This picture was taken during an eruption of Sakurajima volcano, Kagoshima (Japan). We were attending to the IAVCEI General Assembly, and international volcanology conference. 

 

This volcano is very active and erupted many times during our staying, this one being during the field trip and positively surprising all of us.

 

 

 

 

Volcanic eruption Sakurajima volcano

I had the privilege of visiting many volcanoes in the last years, including Etna and Stromboli (Italy), Teide (Spain), Galeras (Colombia), Concepción and Masaya (Nicaragua), Guagua Pichincha and Cotopaxi (Ecuaror).  This is a gallery of pictures taken at some of the volcanoes I visited.

 

 

 

 

 

I've always been fascinated with volcanic eruptions, but it's important to remind that these phenomena can produce strong socio-economic impacts to population and human activities. In particular, my research is focused on impacts of volcanic ash dispersal on civil aviation, made evident during the 2010 eruption of Eyjafjallajokull Volcano (Iceland), that produced more than 2 Billion losses and disrupted air traffic in Europe for more than 3 weeks.

 

 

My PhD research was developed within the environmental simulation group at the BSC, leaded by Arnau Folch (https://www.bsc.es/about-bsc/staff-directory/folch-arnau). At the BSC,  we simulate tephra dispersal from volcanic eruptions using the numerical model FALL3D (http://bsccase02.bsc.es/projects/fall3d/), developed by Antonio Costa, Arnau Folch and Gianni Macedonio (Costa et al., 2006; Folch et al., 2009).

 

 

Numerical simulation of tephra dispersal in atmosphere allows producing maps of expected ash presence in a given area. Results are produced in binary format and store many variables and their temporal series, but can be processed in order to obtain maps. This is an example of result of a simulation, post-processed using open source GIS programs (QGIS, http://www.qgis.org/en/site/, and GRASS, http://grass.osgeo.org/).

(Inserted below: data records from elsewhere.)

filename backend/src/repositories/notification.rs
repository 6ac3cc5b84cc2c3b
use chrono::{DateTime, Utc};
use sqlx::{PgConnection, PgPool};

use crate::error::AppError;
use crate::models::notification::Notification;
use crate::types::NotificationId;

const SELECT_COLUMNS: &str = "id, message, action, link_url, recipient, status_read, read_on, \
     created_by, created_at, updated_at, deleted_at";

#[derive(Debug, Default, Clone, Copy)]
pub struct NotificationRepository;

impl NotificationRepository {
    pub fn new() -> Self {
        Self
    }

    pub async fn create(
        &self,
        conn: &mut PgConnection,
        item: &Notification,
    ) -> Result<Notification, AppError> {
        let query = format!(
            "INSERT INTO notifications (id, message, action, link_url, recipient, status_read, \
             read_on, created_by, created_at, updated_at) \
             VALUES ($1, $2, $3, $4, $5, $6, $7, $8, $9, $10) RETURNING {}",
            SELECT_COLUMNS
        );
        let row = sqlx::query_as::<_, Notification>(&query)
            .bind(item.id)
            .bind(&item.message)
            .bind(&item.action)
            .bind(&item.link_url)
            .bind(&item.recipient)
            .bind(item.status_read)
            .bind(item.read_on)
            .bind(&item.created_by)
            .bind(item.created_at)
            .bind(item.updated_at)
            .fetch_one(conn)
            .await?;
        Ok(row)
    }

    pub async fn list_active_for_recipient(
        &self,
        db: &PgPool,
        recipient: &str,
    ) -> Result<Vec<Notification>, AppError> {
        let query = format!(
            "SELECT {} FROM notifications WHERE recipient = $1 AND deleted_at IS NULL \
             ORDER BY created_at DESC, id DESC",
            SELECT_COLUMNS
        );
        let rows = sqlx::query_as::<_, Notification>(&query)
            .bind(recipient)
            .fetch_all(db)
            .await?;
        Ok(rows)
    }

    pub async fn find_active_by_id(
        &self,
        db: &PgPool,
        id: NotificationId,
    ) -> Result<Option<Notification>, AppError> {
        let query = format!(
            "SELECT {} FROM notifications WHERE id = $1 AND deleted_at IS NULL",
            SELECT_COLUMNS
        );
        let row = sqlx::query_as::<_, Notification>(&query)
            .bind(id)
            .fetch_optional(db)
            .await?;
        Ok(row)
    }

    /// Marks the notification read, overwriting `read_on` on every call.
    pub async fn mark_read(
        &self,
        db: &PgPool,
        id: NotificationId,
        timestamp: DateTime<Utc>,
    ) -> Result<u64, AppError> {
        let result = sqlx::query(
            "UPDATE notifications SET status_read = TRUE, read_on = $2, updated_at = $2 \
             WHERE id = $1 AND deleted_at IS NULL",
        )
        .bind(id)
        .bind(timestamp)
        .execute(db)
        .await?;
        Ok(result.rows_affected())
    }
}
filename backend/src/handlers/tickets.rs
use axum::{
    extract::{Extension, Path, State},
    response::Response,
    Json,
};

use crate::{
    error::AppError,
    handlers::{extract::JsonBody, response::ApiResponse},
    models::{
        ticket::{
            AssignTicketRequest, CreateTicketRequest, TicketResponse, UpdateStatusRequest,
            UpdateTicketRequest,
        },
        ticket_log::TicketLog,
        user::User,
    },
    state::AppState,
};

type TicketJson = Json<ApiResponse<TicketResponse>>;

pub async fn list_tickets(
    State(state): State<AppState>,
    Extension(user): Extension<User>,
) -> Result<Json<ApiResponse<Vec<TicketResponse>>>, AppError> {
    let tz = *state.tickets.time_zone();
    let tickets = state.tickets.list(&user).await?;
    let data = tickets
        .into_iter()
        .map(|ticket| TicketResponse::from_ticket(ticket, &tz))
        .collect::<Vec<_>>();
    Ok(ApiResponse::ok(data, "Ticket retrieved successfully."))
}

pub async fn show_ticket(
    State(state): State<AppState>,
    Extension(user): Extension<User>,
    Path(id): Path<String>,
) -> Result<TicketJson, AppError> {
    let ticket = state.tickets.show(&id, &user).await?;
    Ok(ApiResponse::ok(
        TicketResponse::from_ticket(ticket, state.tickets.time_zone()),
        "Ticket retrieved successfully.",
    ))
}

pub async fn ticket_history(
    State(state): State<AppState>,
    Extension(user): Extension<User>,
    Path(id): Path<String>,
) -> Result<Json<ApiResponse<Vec<TicketLog>>>, AppError> {
    let logs = state.tickets.history(&id, &user).await?;
    Ok(ApiResponse::ok(logs, "Ticket history retrieved successfully."))
}

pub async fn create_ticket(
    State(state): State<AppState>,
    Extension(user): Extension<User>,
    JsonBody(payload): JsonBody<CreateTicketRequest>,
) -> Result<Response, AppError> {
    let ticket = state.tickets.create(payload, &user).await?;
    Ok(ApiResponse::created(
        TicketResponse::from_ticket(ticket, state.tickets.time_zone()),
        "New Ticket created successfully.",
    ))
}

pub async fn update_ticket(
    State(state): State<AppState>,
    Extension(user): Extension<User>,
    JsonBody(payload): JsonBody<UpdateTicketRequest>,
) -> Result<TicketJson, AppError> {
    let ticket = state.tickets.update(payload, &user).await?;
    Ok(ApiResponse::ok(
        TicketResponse::from_ticket(ticket, state.tickets.time_zone()),
        "Ticket updated successfully.",
    ))
}

pub async fn delete_ticket(
    State(state): State<AppState>,
    Extension(user): Extension<User>,
    Path(id): Path<String>,
) -> Result<TicketJson, AppError> {
    let ticket = state.tickets.delete(&id, &user).await?;
    Ok(ApiResponse::ok(
        TicketResponse::from_ticket(ticket, state.tickets.time_zone()),
        "Ticket deleted successfully.",
    ))
}

/// Field errors on assignment are reported as 422.
pub async fn assign_ticket(
    State(state): State<AppState>,
    Extension(user): Extension<User>,
    payload: Result<JsonBody<AssignTicketRequest>, AppError>,
) -> Result<TicketJson, AppError> {
    let JsonBody(payload) = payload.map_err(AppError::into_unprocessable)?;
    let ticket = state
        .tickets
        .assign(payload, &user)
        .await
        .map_err(AppError::into_unprocessable)?;
    Ok(ApiResponse::ok(
        TicketResponse::from_ticket(ticket, state.tickets.time_zone()),
        "Ticket asigned successfully.",
    ))
}

pub async fn update_ticket_status(
    State(state): State<AppState>,
    Extension(user): Extension<User>,
    JsonBody(payload): JsonBody<UpdateStatusRequest>,
) -> Result<TicketJson, AppError> {
    let ticket = state.tickets.change_status(payload, &user).await?;
    Ok(ApiResponse::ok(
        TicketResponse::from_ticket(ticket, state.tickets.time_zone()),
        "Ticket status updated successfully.",
    ))
}
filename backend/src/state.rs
use std::sync::Arc;

use sqlx::PgPool;

use crate::config::Config;
use crate::repositories::{UserRepository, UserRepositoryTrait};
use crate::services::{NotificationService, TicketService};

#[derive(Clone)]
pub struct AppState {
    pub pool: PgPool,
    pub config: Config,
    pub users: Arc<dyn UserRepositoryTrait>,
    pub tickets: TicketService,
    pub notifications: NotificationService,
}

impl AppState {
    pub fn new(pool: PgPool, config: Config) -> Self {
        let users: Arc<dyn UserRepositoryTrait> = Arc::new(UserRepository::new());
        Self {
            tickets: TicketService::with_user_repository(pool.clone(), &config, users.clone()),
            notifications: NotificationService::new(pool.clone(), &config),
            users,
            pool,
            config,
        }
    }
}

impl From<(PgPool, Config)> for AppState {
    fn from((pool, config): (PgPool, Config)) -> Self {
        Self::new(pool, config)
    }
}
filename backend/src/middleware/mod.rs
pub mod auth;
pub mod request_id;

pub use auth::*;
pub use request_id::*;
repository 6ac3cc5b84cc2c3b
//! Ticket repository.
//!
//! Every read except [`TicketRepository::purge_deleted_before`] is restricted
//! to active rows (`deleted_at IS NULL`). Writes that belong to a lifecycle
//! operation take the operation's transaction connection.

use chrono::{DateTime, NaiveDate, Utc};
use sqlx::{PgConnection, PgPool};

use crate::error::AppError;
use crate::models::ticket::{Ticket, TicketStatus};
use crate::types::TicketId;

const TABLE: &str = "tickets";
const SELECT_COLUMNS: &str = "id, title, description, assignee, due_date, created_by, \
     updated_by, status, created_at, updated_at, deleted_at";

#[derive(Debug, Default, Clone, Copy)]
pub struct TicketRepository;

impl TicketRepository {
    pub fn new() -> Self {
        Self
    }

    pub async fn find_active_by_id(
        &self,
        db: &PgPool,
        id: TicketId,
    ) -> Result<Option<Ticket>, AppError> {
        let query = format!(
            "SELECT {} FROM {} WHERE id = $1 AND deleted_at IS NULL",
            SELECT_COLUMNS, TABLE
        );
        let row = sqlx::query_as::<_, Ticket>(&query)
            .bind(id)
            .fetch_optional(db)
            .await?;
        Ok(row)
    }

    pub async fn list_active_by_creator(
        &self,
        db: &PgPool,
        created_by: &str,
    ) -> Result<Vec<Ticket>, AppError> {
        let query = format!(
            "SELECT {} FROM {} WHERE created_by = $1 AND deleted_at IS NULL \
             ORDER BY created_at DESC, id DESC",
            SELECT_COLUMNS, TABLE
        );
        let rows = sqlx::query_as::<_, Ticket>(&query)
            .bind(created_by)
            .fetch_all(db)
            .await?;
        Ok(rows)
    }

    /// Loads an active ticket and holds its row lock until the transaction ends.
    pub async fn lock_active_by_id(
        &self,
        conn: &mut PgConnection,
        id: TicketId,
    ) -> Result<Option<Ticket>, AppError> {
        let query = format!(
            "SELECT {} FROM {} WHERE id = $1 AND deleted_at IS NULL FOR UPDATE",
            SELECT_COLUMNS, TABLE
        );
        let row = sqlx::query_as::<_, Ticket>(&query)
            .bind(id)
            .fetch_optional(conn)
            .await?;
        Ok(row)
    }

    pub async fn create(&self, conn: &mut PgConnection, item: &Ticket) -> Result<Ticket, AppError> {
        let query = format!(
            "INSERT INTO {} (id, title, description, assignee, due_date, created_by, updated_by, \
             status, created_at, updated_at, deleted_at) \
             VALUES ($1, $2, $3, $4, $5, $6, $7, $8, $9, $10, NULL) \
             RETURNING {}",
            TABLE, SELECT_COLUMNS
        );
        let row = sqlx::query_as::<_, Ticket>(&query)
            .bind(item.id)
            .bind(&item.title)
            .bind(&item.description)
            .bind(&item.assignee)
            .bind(item.due_date)
            .bind(&item.created_by)
            .bind(&item.updated_by)
            .bind(item.status)
            .bind(item.created_at)
            .bind(item.updated_at)
            .fetch_one(conn)
            .await?;
        Ok(row)
    }

    /// Overwrites the editable fields. `created_by` is never part of an update.
    pub async fn update_details(
        &self,
        conn: &mut PgConnection,
        id: TicketId,
        title: &str,
        description: &str,
        assignee: Option<&str>,
        due_date: Option<NaiveDate>,
        timestamp: DateTime<Utc>,
    ) -> Result<Ticket, AppError> {
        let query = format!(
            "UPDATE {} SET title = $2, description = $3, assignee = $4, due_date = $5, \
             updated_at = $6 WHERE id = $1 AND deleted_at IS NULL RETURNING {}",
            TABLE, SELECT_COLUMNS
        );
        let row = sqlx::query_as::<_, Ticket>(&query)
            .bind(id)
            .bind(title)
            .bind(description)
            .bind(assignee)
            .bind(due_date)
            .bind(timestamp)
            .fetch_optional(conn)
            .await?
            .ok_or_else(|| AppError::NotFound("Ticket not found.".into()))?;
        Ok(row)
    }

    pub async fn update_assignment(
        &self,
        conn: &mut PgConnection,
        id: TicketId,
        assignee: &str,
        due_date: Option<NaiveDate>,
        timestamp: DateTime<Utc>,
    ) -> Result<Ticket, AppError> {
        let query = format!(
            "UPDATE {} SET assignee = $2, due_date = $3, updated_at = $4 \
             WHERE id = $1 AND deleted_at IS NULL RETURNING {}",
            TABLE, SELECT_COLUMNS
        );
        let row = sqlx::query_as::<_, Ticket>(&query)
            .bind(id)
            .bind(assignee)
            .bind(due_date)
            .bind(timestamp)
            .fetch_optional(conn)
            .await?
            .ok_or_else(|| AppError::NotFound("Ticket not found.".into()))?;
        Ok(row)
    }

    /// Moves the ticket to `next` only while it is still in `expected`.
    ///
    /// Returns `None` when the row changed underneath the caller.
    pub async fn update_status(
        &self,
        conn: &mut PgConnection,
        id: TicketId,
        expected: TicketStatus,
        next: TicketStatus,
        updated_by: &str,
        timestamp: DateTime<Utc>,
    ) -> Result<Option<Ticket>, AppError> {
        let query = format!(
            "UPDATE {} SET status = $3, updated_by = $4, updated_at = $5 \
             WHERE id = $1 AND status = $2 AND deleted_at IS NULL RETURNING {}",
            TABLE, SELECT_COLUMNS
        );
        let row = sqlx::query_as::<_, Ticket>(&query)
            .bind(id)
            .bind(expected)
            .bind(next)
            .bind(updated_by)
            .bind(timestamp)
            .fetch_optional(conn)
            .await?;
        Ok(row)
    }

    pub async fn soft_delete(
        &self,
        conn: &mut PgConnection,
        id: TicketId,
        timestamp: DateTime<Utc>,
    ) -> Result<Ticket, AppError> {
        let query = format!(
            "UPDATE {} SET deleted_at = $2, updated_at = $2 \
             WHERE id = $1 AND deleted_at IS NULL RETURNING {}",
            TABLE, SELECT_COLUMNS
        );
        let row = sqlx::query_as::<_, Ticket>(&query)
            .bind(id)
            .bind(timestamp)
            .fetch_optional(conn)
            .await?
            .ok_or_else(|| AppError::NotFound("Ticket not found.".into()))?;
        Ok(row)
    }

    /// Physically removes tickets soft-deleted before `cutoff`, together with their logs.
    pub async fn purge_deleted_before(
        &self,
        db: &PgPool,
        cutoff: DateTime<Utc>,
    ) -> Result<u64, AppError> {
        let query = format!(
            "DELETE FROM {} WHERE deleted_at IS NOT NULL AND deleted_at < $1",
            TABLE
        );
        let result = sqlx::query(&query).bind(cutoff).execute(db).await?;
        Ok(result.rows_affected())
    }
}
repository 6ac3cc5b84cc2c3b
use axum::{
    http::StatusCode,
    response::{IntoResponse, Response},
    Json,
};
use serde::Serialize;

/// Success envelope shared by every endpoint; failures go through `AppError`.
#[derive(Debug, Serialize)]
pub struct ApiResponse<T> {
    pub success: bool,
    #[serde(skip_serializing_if = "Option::is_none")]
    pub data: Option<T>,
    pub message: String,
}

impl<T: Serialize> ApiResponse<T> {
    pub fn ok(data: T, message: &str) -> Json<Self> {
        Json(Self {
            success: true,
            data: Some(data),
            message: message.to_string(),
        })
    }

    pub fn created(data: T, message: &str) -> Response {
        (StatusCode::CREATED, Self::ok(data, message)).into_response()
    }
}
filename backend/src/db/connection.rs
use std::time::Duration;

use sqlx::postgres::{PgPool, PgPoolOptions};

pub type DbPool = PgPool;

const MAX_CONNECTIONS: u32 = 10;
const ACQUIRE_TIMEOUT_SECS: u64 = 10;

pub async fn create_pool(database_url: &str) -> anyhow::Result<DbPool> {
    let pool = PgPoolOptions::new()
        .max_connections(MAX_CONNECTIONS)
        .acquire_timeout(Duration::from_secs(ACQUIRE_TIMEOUT_SECS))
        .connect(database_url)
        .await?;
    Ok(pool)
}
pub mod notification;
pub mod status_transition;
pub mod ticket;
pub mod ticket_policy;

pub use notification::NotificationService;
pub use ticket::TicketService;
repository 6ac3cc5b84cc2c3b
pub mod notification;
pub mod ticket;
pub mod ticket_log;
pub mod transaction;
pub mod user;

pub use notification::NotificationRepository;
pub use ticket::TicketRepository;
pub use transaction::*;
pub use user::{UserRepository, UserRepositoryTrait};

#[cfg(test)]
pub use user::MockUserRepositoryTrait;
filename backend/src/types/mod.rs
pub mod id;

pub use id::*;
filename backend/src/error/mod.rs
use std::collections::BTreeMap;

use axum::{
    extract::rejection::JsonRejection,
    http::StatusCode,
    response::{IntoResponse, Response},
    Json,
};
use serde::Serialize;
use serde_json::{json, Value};

use crate::models::ticket::TicketStatus;

/// Field name to the list of messages reported for it.
pub type FieldErrors = BTreeMap<String, Vec<String>>;

#[derive(Debug, Serialize)]
pub struct ErrorResponse {
    pub success: bool,
    pub message: String,
    #[serde(skip_serializing_if = "Option::is_none")]
    pub errors: Option<Value>,
}

#[derive(Debug)]
pub enum AppError {
    NotFound(String),
    Unauthorized(String),
    Forbidden(String),
    BadRequest(String),
    InvalidTransition {
        from: TicketStatus,
        to: TicketStatus,
    },
    InternalServerError(anyhow::Error),
    Validation(FieldErrors),
    Unprocessable(FieldErrors),
}

impl AppError {
    /// Builds a validation error carrying a single field message.
    pub fn field(field: &str, message: impl Into<String>) -> Self {
        let mut errors = FieldErrors::new();
        errors.insert(field.to_string(), vec![message.into()]);
        AppError::Validation(errors)
    }

    /// Re-labels field validation failures as 422 for endpoints that report them that way.
    pub fn into_unprocessable(self) -> Self {
        match self {
            AppError::Validation(errors) => AppError::Unprocessable(errors),
            other => other,
        }
    }
}

impl std::fmt::Display for AppError {
    fn fmt(&self, f: &mut std::fmt::Formatter<'_>) -> std::fmt::Result {
        match self {
            AppError::NotFound(msg)
            | AppError::Unauthorized(msg)
            | AppError::Forbidden(msg)
            | AppError::BadRequest(msg) => write!(f, "{}", msg),
            AppError::InvalidTransition { from, to } => {
                write!(f, "invalid status transition: {} -> {}", from.label(), to.label())
            }
            AppError::InternalServerError(err) => write!(f, "internal error: {}", err),
            AppError::Validation(errors) | AppError::Unprocessable(errors) => {
                write!(f, "validation failed on {} field(s)", errors.len())
            }
        }
    }
}

impl IntoResponse for AppError {
    fn into_response(self) -> Response {
        let (status, message, errors) = match self {
            AppError::NotFound(msg) => (StatusCode::NOT_FOUND, msg, None),
            AppError::Unauthorized(msg) => (StatusCode::UNAUTHORIZED, msg, None),
            AppError::Forbidden(msg) => (
                StatusCode::FORBIDDEN,
                "Unauthorized.".to_string(),
                Some(json!({ "error": msg })),
            ),
            AppError::BadRequest(msg) => (StatusCode::BAD_REQUEST, msg, None),
            AppError::InvalidTransition { from, to } => (
                StatusCode::BAD_REQUEST,
                "Invalid status transition.".to_string(),
                Some(json!({
                    "status": [format!(
                        "Status update not allowed from {} to {}.",
                        from.label(),
                        to.label()
                    )]
                })),
            ),
            AppError::InternalServerError(err) => {
                tracing::error!("Internal server error: {:?}", err);
                (
                    StatusCode::INTERNAL_SERVER_ERROR,
                    "Internal server error".to_string(),
                    None,
                )
            }
            AppError::Validation(errors) => (
                StatusCode::BAD_REQUEST,
                "Validation Error.".to_string(),
                Some(json!(errors)),
            ),
            AppError::Unprocessable(errors) => (
                StatusCode::UNPROCESSABLE_ENTITY,
                "Validation Error.".to_string(),
                Some(json!(errors)),
            ),
        };

        let body = Json(ErrorResponse {
            success: false,
            message,
            errors,
        });

        (status, body).into_response()
    }
}

impl From<anyhow::Error> for AppError {
    fn from(err: anyhow::Error) -> Self {
        AppError::InternalServerError(err)
    }
}

impl From<sqlx::Error> for AppError {
    fn from(err: sqlx::Error) -> Self {
        AppError::InternalServerError(err.into())
    }
}

impl From<JsonRejection> for AppError {
    fn from(rejection: JsonRejection) -> Self {
        match rejection {
            JsonRejection::JsonDataError(err) => {
                AppError::Validation(json_data_field_errors(&err.body_text()))
            }
            other => AppError::BadRequest(other.body_text()),
        }
    }
}

const JSON_DATA_PREFIX: &str = "Failed to deserialize the JSON body into the target type: ";

/// Splits `"<path>: <reason>"` from a JSON data rejection into a field error.
/// Errors without a field path are reported under `body`.
fn json_data_field_errors(text: &str) -> FieldErrors {
    let detail = text.strip_prefix(JSON_DATA_PREFIX).unwrap_or(text);
    let (field, reason) = match detail.split_once(": ") {
        Some((path, reason)) if !path.is_empty() && !path.contains(' ') => (path, reason),
        _ => ("body", detail),
    };
    let reason = match reason.rfind(" at line ") {
        Some(idx) => &reason[..idx],
        None => reason,
    };

    let mut errors = FieldErrors::new();
    errors.insert(field.to_string(), vec![reason.to_string()]);
    errors
}

impl From<validator::ValidationErrors> for AppError {
    fn from(errors: validator::ValidationErrors) -> Self {
        let mut fields = FieldErrors::new();
        for (field, errs) in errors.field_errors() {
            let messages = fields.entry(field.to_string()).or_default();
            for e in errs {
                let message = e
                    .message
                    .as_ref()
                    .map(|m| m.to_string())
                    .unwrap_or_else(|| format!("{}: {}", field, e.code));
                messages.push(message);
            }
        }
        AppError::Validation(fields)
    }
}
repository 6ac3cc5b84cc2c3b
use std::net::SocketAddr;

use axum::http::{HeaderValue, Method};
use tower::ServiceBuilder;
use tower_http::{
    cors::{AllowOrigin, Any, CorsLayer},
    trace::TraceLayer,
};
use tracing_subscriber::{layer::SubscriberExt, util::SubscriberInitExt};

use ticketdesk_backend::{
    build_router,
    config::Config,
    db::connection::{create_pool, DbPool},
    state::AppState,
};

fn mask_secret(s: &str) -> String {
    if s.is_empty() {
        return "<empty>".into();
    }
    let prefix = s.chars().take(4).collect::<String>();
    format!("{}*** (len={})", prefix, s.len())
}

fn cors_layer(config: &Config) -> CorsLayer {
    let origins = config
        .cors_allow_origins
        .iter()
        .filter_map(|origin| HeaderValue::from_str(origin).ok())
        .collect::<Vec<_>>();
    let allow_origin = if origins.is_empty() {
        AllowOrigin::from(Any)
    } else {
        AllowOrigin::list(origins)
    };

    CorsLayer::new()
        .allow_origin(allow_origin)
        .allow_methods([Method::GET, Method::POST, Method::DELETE, Method::OPTIONS])
        .allow_headers(Any)
        .max_age(std::time::Duration::from_secs(24 * 60 * 60))
}

#[tokio::main]
async fn main() -> anyhow::Result<()> {
    tracing_subscriber::registry()
        .with(
            tracing_subscriber::EnvFilter::try_from_default_env()
                .unwrap_or_else(|_| "ticketdesk_backend=debug,tower_http=debug".into()),
        )
        .with(tracing_subscriber::fmt::layer())
        .init();

    let config = Config::load()?;
    tracing::info!(
        jwt_secret = %mask_secret(&config.jwt_secret),
        time_zone = %config.time_zone,
        default_due_days = config.default_due_days,
        cors_allow_origins = ?config.cors_allow_origins,
        "Loaded configuration from environment/.env"
    );

    let pool: DbPool = create_pool(&config.database_url).await?;
    sqlx::migrate!("./migrations").run(&pool).await?;

    let addr = SocketAddr::from(([0, 0, 0, 0], config.server_port));
    let cors = cors_layer(&config);
    let app = build_router(AppState::new(pool, config)).layer(
        ServiceBuilder::new()
            .layer(TraceLayer::new_for_http())
            .layer(cors),
    );

    tracing::info!("Server listening on {}", addr);
    let listener = tokio::net::TcpListener::bind(addr).await?;
    axum::serve(listener, app).await?;

    Ok(())
}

In particular, probabilistic ash dispersal hazard maps quantify the probability of having volcanic ash in a given area. The production of these maps has a high computational cost associated to the numerical modelling. In addition, the definition of input parameters requires a strong multidisciplinary effort, and has a high associated uncertainty. 

 

 

This is an example of hazard maps produced for a Plinian eruptive scenario at Popocatepétl volcano (Mexico). Results of the hazard assessment are published (Bonasia et al., 2013) and show that volcanic ash may affect important national and international airports and disrupt air traffic in the whole Mexican Gulf.

 

 

 

Probabilistic tephra dispersal hazard maps have been produced for several active volcanic areas and published in International Journals (see publications page for details):

 

Concepcion Volcano (Nicaragua) (Scaini et al., 2012)

Vesuvius Volcano (Italy) (Sulpizio et al., 2012)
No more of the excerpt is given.